All photos from my own wedding are courtesy of Kate O’Connor at  http://sweetheartempire.com/ 

Anyone who grows up … in North America, knows the story. You grow up, you fall in love… you get married. I certainly applaud those who challenge the narrative and, yes, there are problems with ‘the institution,’ but one of the things that shows how much progress we have made, as a nation (Canada and others) is the right to choose. Marriage. No, we are not defined by our decision to join our life with someone else, and yes, you can be whole and fulfilled without being paired, or procreating. But for so long, queer relationships were defined by their inability to participate in the beautiful, emotionally fulfilling, symbolic step of sharing the joy of your relationship with those you love and having your community show their support for that union.

Today I saw an article about a dazzling couple, who celebrated in a fusion of Western and Indian traditions: http://the-daily.buzz/americas-first-indian-lesbian-wedding/?ts_pid=2

This beautiful couple has helped to raise the profile for couples everywhere who want to marry the one they love, while celebrating their culture.

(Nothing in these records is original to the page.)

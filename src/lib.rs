//! Flight-control core for a simulated quadrotor.
//!
//! A reference source (waypoint navigator, remote operator or a fixed test
//! command) feeds the command supervisor, which gates an LQI velocity
//! controller. Rotor speeds go through the force model to whatever physics
//! engine implements [`sim::RigidBody`].

pub mod config;
pub mod error;
pub mod physics;
pub mod dynamics;
pub mod vehicle;
pub mod gnc;
pub mod sim;
pub mod io;

pub use config::{Timing, VehicleConfig};
pub use error::{Error, PlanError, Result};
use std::sync::Arc;

use crate::config::Timing;
use crate::dynamics::state::{ControlReference, VehicleMotion};
use crate::gnc::plan::FlightPlan;
use crate::gnc::reference::{Command, CommandOrigin, ReferenceSource};

/// Cursor value while no plan is held.
pub const NO_WAYPOINT: isize = -1;

// ---------------------------------------------------------------------------
// Waypoint navigator
// ---------------------------------------------------------------------------

/// Turns a timed route into short-lived velocity commands.
///
/// Each tick the navigator works out which leg of the route the vehicle
/// should be on, samples the interpolated position slightly ahead of `now`,
/// and commands the velocity that closes the gap in one second.
///
/// A plan must be picked up before its first waypoint time. One whose first
/// waypoint has already passed when the navigator first looks at it is
/// dropped as stale.
#[derive(Debug, Clone)]
pub struct WaypointNavigator {
    plan: Option<Arc<FlightPlan>>,
    cursor: Option<usize>,
    lookahead: f64,        // s
    command_duration: f64, // s
}

impl WaypointNavigator {
    pub fn new(timing: &Timing) -> Self {
        Self {
            plan: None,
            cursor: None,
            lookahead: timing.lookahead,
            command_duration: timing.command_duration,
        }
    }

    /// Replace the held plan wholesale and restart from the beginning.
    pub fn load_plan(&mut self, plan: Arc<FlightPlan>) {
        log::info!(
            "WaypointNavigator: flight plan {} received, {} waypoints, {:.1}s to {:.1}s",
            plan.plan_id(),
            plan.len(),
            plan.start_time(),
            plan.end_time()
        );
        for (i, wp) in plan.route().iter().enumerate() {
            log::debug!(
                "  wp {:>2}: ({:>7.2}, {:>7.2}, {:>7.2}) @ {:.2}s",
                i,
                wp.pos.x,
                wp.pos.y,
                wp.pos.z,
                wp.time
            );
        }
        self.plan = Some(plan);
        self.cursor = None;
    }

    pub fn plan(&self) -> Option<&FlightPlan> {
        self.plan.as_deref()
    }

    /// `-1` without a plan, `0` waiting at the start, `1..N-1` en route,
    /// `N` once the route has run out.
    pub fn current_waypoint_index(&self) -> isize {
        self.cursor.map_or(NO_WAYPOINT, |i| i as isize)
    }

    fn drop_plan(&mut self) {
        self.plan = None;
        self.cursor = None;
    }

    pub fn navigate(&mut self, now: f64, motion: &VehicleMotion) -> Option<Command> {
        let plan = Arc::clone(self.plan.as_ref()?);
        let index = plan.planned_index(now);

        if self.cursor.is_none() && index != 0 {
            log::warn!(
                "WaypointNavigator: plan {} is stale at {:.2}s (first waypoint at {:.2}s), discarded",
                plan.plan_id(),
                now,
                plan.start_time()
            );
            self.drop_plan();
            return None;
        }

        if self.cursor != Some(index) {
            self.cursor = Some(index);
            if index == 0 {
                log::info!("WaypointNavigator: waiting for start at {:.2}s", plan.start_time());
            } else if index == 1 {
                log::info!("WaypointNavigator: starting plan {}", plan.plan_id());
            } else if index < plan.len() {
                log::info!("WaypointNavigator: heading for waypoint {}", index);
            }
        }

        if index == 0 {
            return None;
        }

        if index >= plan.len() {
            log::info!("WaypointNavigator: plan {} finished, motors off", plan.plan_id());
            self.drop_plan();
            return Some(Command::off(CommandOrigin::FlightPlan));
        }

        let target = plan.planned_position(index, now + self.lookahead);
        let reference = ControlReference::new(target - motion.pos, 0.0);
        Some(Command::new(reference, now + self.command_duration, CommandOrigin::FlightPlan))
    }
}

impl ReferenceSource for WaypointNavigator {
    fn produce_reference(&mut self, now: f64, motion: &VehicleMotion) -> Option<Command> {
        self.navigate(now, motion)
    }

    fn on_flight_plan(&mut self, plan: Arc<FlightPlan>, _now: f64) {
        self.load_plan(plan);
    }

    fn name(&self) -> &str {
        "WaypointNavigator"
    }
}

// ---------------------------------------------------------------------------
// Tests
// ---------------------------------------------------------------------------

And the diversity is plain to see.


A colourful union, between two brides with a female officiant.


Two traditional dresses challenge the ‘who is wearing the tux’ assumption.


Playing with conventions and gender in a classic pose.

Hard landscape, sweet emotion.

Hard landscape, sweet emotion.


Picture perfect little love birds.


Tattoos and lace, faux-hawk and a smitten grin.

One of the most beautiful parts of any wedding are the small details and traditions that couples integrate into their special day, to reflect their relationship, interests and cultures. For queer couples, although many face sadness and hardship around life moments that can bring difference and non-acceptance into harsh contrast, there are (at least) two things to be very thankful for: they have found the person they want to join their life with, and they have a chance to shape new traditions and challenge existing ones that might seem like a given for heterosexual couples.

Here are a few highlights from our special day.


Allia didn’t want us to see the other’s dress. So it was an incredible surprise to see how beautifully our dresses complimented one another; and seeing her for the first time made my jaw hit the floor. She got to decide that I would walk first, accompanied by my father, while her brother escorted her, second, down the aisle to meet me.


It was hard for us not to have her parents involved in the wedding, so we turned the traditional father daughter dance into a ‘first dance’ with someone you love. I danced with my amazing dad, and she danced with her siblings to “Stand By Me.”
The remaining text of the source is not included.